Provided data:
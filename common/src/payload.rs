//! 送信ペイロード
//!
//! check-in と check-out で必須フィールドが異なる。
//! 運転者名とAPIキーを含めるかどうかは配備ごとの設定（PayloadProfile）で切り替える。
//!
//! ## 変更履歴
//! - 2026-02-03: 運転者名・APIキーの有無を設定化

use crate::form::{FormDraft, OperationType};
use crate::image_data::EncodedImage;
use crate::stroke::StrokeHistory;
use serde::{Deserialize, Serialize};

/// ペイロードに含める任意フィールドの設定
#[derive(Debug, Clone, Copy, PartialEq, Eq, Serialize, Deserialize)]
#[serde(default)]
pub struct PayloadProfile {
    /// Condutor を送る
    pub include_driver: bool,
    /// chaveAPI を送る
    pub include_api_key: bool,
}

impl Default for PayloadProfile {
    fn default() -> Self {
        Self {
            include_driver: true,
            include_api_key: true,
        }
    }
}

/// 送信先・車両の識別子
#[derive(Debug, Clone, PartialEq, Eq)]
pub struct SessionIds {
    pub id_frota: String,
    /// check-out時の利用履歴ID
    pub id_frota_historico: Option<String>,
}

/// Check-In ペイロード
///
/// 送信時のフィールド名は `form_fields` が決める。
#[derive(Debug, Clone, PartialEq)]
pub struct CheckInPayload {
    pub id_frota: String,
    pub condutor: String,
    pub utilizacao: String,
    pub combustivel_saida: u8,
    pub km_saida: String,
    pub observacao_saida: String,
    pub observacao_ocorrencia: String,
    pub flg_ocorrencia: bool,
    pub imagem_ocorrencia: Option<EncodedImage>,
    pub file_envio_ocorrencia: Vec<EncodedImage>,
    pub desenho_avaria_history: StrokeHistory,
    pub chave_api: String,
}

/// Check-Out ペイロード
#[derive(Debug, Clone, PartialEq)]
pub struct CheckOutPayload {
    pub id_frota: String,
    pub condutor: String,
    pub id_frota_historico: String,
    pub combustivel_chegada: u8,
    pub km_chegada: String,
    pub observacao_chegada: String,
    pub flg_abastecimento: bool,
    pub valor_abastecimento: String,
    pub file_envio: Option<EncodedImage>,
    pub observacao_ocorrencia: String,
    pub flg_ocorrencia: bool,
    pub imagem_ocorrencia: Option<EncodedImage>,
    pub file_envio_ocorrencia: Vec<EncodedImage>,
    pub desenho_avaria_history: StrokeHistory,
    pub chave_api: String,
}

/// 送信ペイロード（操作種別ごと）
#[derive(Debug, Clone, PartialEq)]
pub enum Payload {
    CheckIn(CheckInPayload),
    CheckOut(CheckOutPayload),
}

/// multipartの値
#[derive(Debug, Clone, PartialEq, Eq)]
pub enum FormValue {
    Text(String),
    File {
        file_name: String,
        mime: String,
        bytes: Vec<u8>,
    },
}

/// multipartの1フィールド
#[derive(Debug, Clone, PartialEq, Eq)]
pub struct FormField {
    pub name: String,
    pub value: FormValue,
}

impl FormField {
    fn text(name: impl Into<String>, value: impl Into<String>) -> Self {
        Self {
            name: name.into(),
            value: FormValue::Text(value.into()),
        }
    }

    /// 空画像は送らない
    fn file(name: impl Into<String>, file_name: impl Into<String>, image: &EncodedImage) -> Option<Self> {
        if image.is_empty() {
            return None;
        }
        Some(Self {
            name: name.into(),
            value: FormValue::File {
                file_name: file_name.into(),
                mime: image.mime.clone(),
                bytes: image.bytes.clone(),
            },
        })
    }

    pub fn as_text(&self) -> Option<&str> {
        match &self.value {
            FormValue::Text(s) => Some(s),
            FormValue::File { .. } => None,
        }
    }
}

fn flag(value: bool) -> &'static str {
    if value {
        "1"
    } else {
        "0"
    }
}

fn or_zero(value: &str) -> String {
    if value.trim().is_empty() {
        "0".to_string()
    } else {
        value.to_string()
    }
}

impl Payload {
    /// 下書きからペイロードを組み立てる
    pub fn build(operation: OperationType, ids: &SessionIds, draft: &FormDraft, chave_api: &str) -> Self {
        match operation {
            OperationType::CheckIn => Payload::CheckIn(CheckInPayload {
                id_frota: ids.id_frota.clone(),
                condutor: draft.condutor.clone(),
                utilizacao: draft.motivo.clone(),
                combustivel_saida: draft.combustivel,
                km_saida: draft.km.clone(),
                observacao_saida: draft.observacoes.clone(),
                observacao_ocorrencia: draft.descricao_ocorrencia.clone(),
                flg_ocorrencia: draft.tem_ocorrencia,
                imagem_ocorrencia: draft.desenho_avaria.clone(),
                file_envio_ocorrencia: draft.fotos.clone(),
                desenho_avaria_history: draft.desenho_avaria_history.clone(),
                chave_api: chave_api.to_string(),
            }),
            OperationType::CheckOut => Payload::CheckOut(CheckOutPayload {
                id_frota: ids.id_frota.clone(),
                condutor: draft.condutor.clone(),
                id_frota_historico: ids.id_frota_historico.clone().unwrap_or_default(),
                combustivel_chegada: draft.combustivel,
                km_chegada: draft.km.clone(),
                observacao_chegada: draft.observacoes.clone(),
                flg_abastecimento: draft.teve_abastecimento,
                valor_abastecimento: draft.valor_abastecimento.clone(),
                file_envio: draft.comprovante_abastecimento.clone(),
                observacao_ocorrencia: draft.descricao_ocorrencia.clone(),
                flg_ocorrencia: draft.tem_ocorrencia,
                imagem_ocorrencia: draft.desenho_avaria.clone(),
                file_envio_ocorrencia: draft.fotos.clone(),
                desenho_avaria_history: draft.desenho_avaria_history.clone(),
                chave_api: chave_api.to_string(),
            }),
        }
    }

    pub fn operation(&self) -> OperationType {
        match self {
            Payload::CheckIn(_) => OperationType::CheckIn,
            Payload::CheckOut(_) => OperationType::CheckOut,
        }
    }

    pub fn id_frota(&self) -> &str {
        match self {
            Payload::CheckIn(p) => &p.id_frota,
            Payload::CheckOut(p) => &p.id_frota,
        }
    }

    pub fn km(&self) -> &str {
        match self {
            Payload::CheckIn(p) => &p.km_saida,
            Payload::CheckOut(p) => &p.km_chegada,
        }
    }

    pub fn combustivel(&self) -> u8 {
        match self {
            Payload::CheckIn(p) => p.combustivel_saida,
            Payload::CheckOut(p) => p.combustivel_chegada,
        }
    }

    /// multipartフィールドを組み立てる
    ///
    /// `timestamp` は "YYYY-MM-DD HH:MM:SS"。
    pub fn form_fields(&self, profile: &PayloadProfile, timestamp: &str) -> Vec<FormField> {
        let mut fields = Vec::new();
        match self {
            Payload::CheckIn(p) => {
                if profile.include_api_key {
                    fields.push(FormField::text("chaveAPI", &p.chave_api));
                }
                fields.push(FormField::text("idFrota", &p.id_frota));
                if profile.include_driver {
                    fields.push(FormField::text("Condutor", &p.condutor));
                }
                fields.push(FormField::text("Utilizacao", &p.utilizacao));
                fields.push(FormField::text("KMSaida", or_zero(&p.km_saida)));
                fields.push(FormField::text("CombustivelSaida", p.combustivel_saida.to_string()));
                fields.push(FormField::text("ObservacaoSaida", &p.observacao_saida));
                fields.push(FormField::text("FlgOcorrencia", flag(p.flg_ocorrencia)));
                fields.push(FormField::text("ObservacaoOcorrencia", &p.observacao_ocorrencia));
                fields.push(FormField::text("DataHoraOperacao", timestamp));

                if let Some(image) = &p.imagem_ocorrencia {
                    fields.extend(FormField::file("imagemOcorrencia", "ocorrencia.png", image));
                }
                for (i, photo) in p.file_envio_ocorrencia.iter().enumerate() {
                    fields.extend(FormField::file(
                        format!("fileEnvioOcorrencia[{}]", i),
                        format!("ocorrencia_{}.{}", i, photo.extension()),
                        photo,
                    ));
                }
            }
            Payload::CheckOut(p) => {
                if profile.include_api_key {
                    fields.push(FormField::text("chaveAPI", &p.chave_api));
                }
                fields.push(FormField::text("idFrota", &p.id_frota));
                if profile.include_driver {
                    fields.push(FormField::text("Condutor", &p.condutor));
                }
                fields.push(FormField::text("idFrotaHistorico", &p.id_frota_historico));
                fields.push(FormField::text("CombustivelChegada", p.combustivel_chegada.to_string()));
                fields.push(FormField::text("KMChegada", or_zero(&p.km_chegada)));
                fields.push(FormField::text("ObservacaoChegada", &p.observacao_chegada));
                fields.push(FormField::text("FlgAbastecimento", flag(p.flg_abastecimento)));
                fields.push(FormField::text("DataHoraOperacao", timestamp));

                if p.flg_abastecimento {
                    fields.push(FormField::text("ValorAbastecimento", or_zero(&p.valor_abastecimento)));
                    if let Some(receipt) = &p.file_envio {
                        fields.extend(FormField::file(
                            "fileEnvio",
                            format!("comprovante_abastecimento.{}", receipt.extension()),
                            receipt,
                        ));
                    }
                }

                fields.push(FormField::text("FlgOcorrencia", flag(p.flg_ocorrencia)));
                if p.flg_ocorrencia {
                    fields.push(FormField::text("ObservacaoOcorrencia", &p.observacao_ocorrencia));
                    if let Some(image) = &p.imagem_ocorrencia {
                        fields.extend(FormField::file(
                            "imagemOcorrencia",
                            format!("ocorrencia_checkout.{}", image.extension()),
                            image,
                        ));
                    }
                }

                for (i, photo) in p.file_envio_ocorrencia.iter().enumerate() {
                    fields.extend(FormField::file(
                        format!("fileEnvioOcorrencia[{}]", i),
                        format!("foto_veiculo_checkout_{}.{}", i, photo.extension()),
                        photo,
                    ));
                }
            }
        }
        fields
    }
}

Task brief: Go through the listing above and write out exactly the lines starting with the one holding "pub struct PayloadProfile" and running through the one holding "pub struct CheckInPayload", ends included, and no others.

Written solution:
pub struct PayloadProfile {
    /// Condutor を送る
    pub include_driver: bool,
    /// chaveAPI を送る
    pub include_api_key: bool,
}

impl Default for PayloadProfile {
    fn default() -> Self {
        Self {
            include_driver: true,
            include_api_key: true,
        }
    }
}

/// 送信先・車両の識別子
#[derive(Debug, Clone, PartialEq, Eq)]
pub struct SessionIds {
    pub id_frota: String,
    /// check-out時の利用履歴ID
    pub id_frota_historico: Option<String>,
}

/// Check-In ペイロード
///
/// 送信時のフィールド名は `form_fields` が決める。
#[derive(Debug, Clone, PartialEq)]
pub struct CheckInPayload {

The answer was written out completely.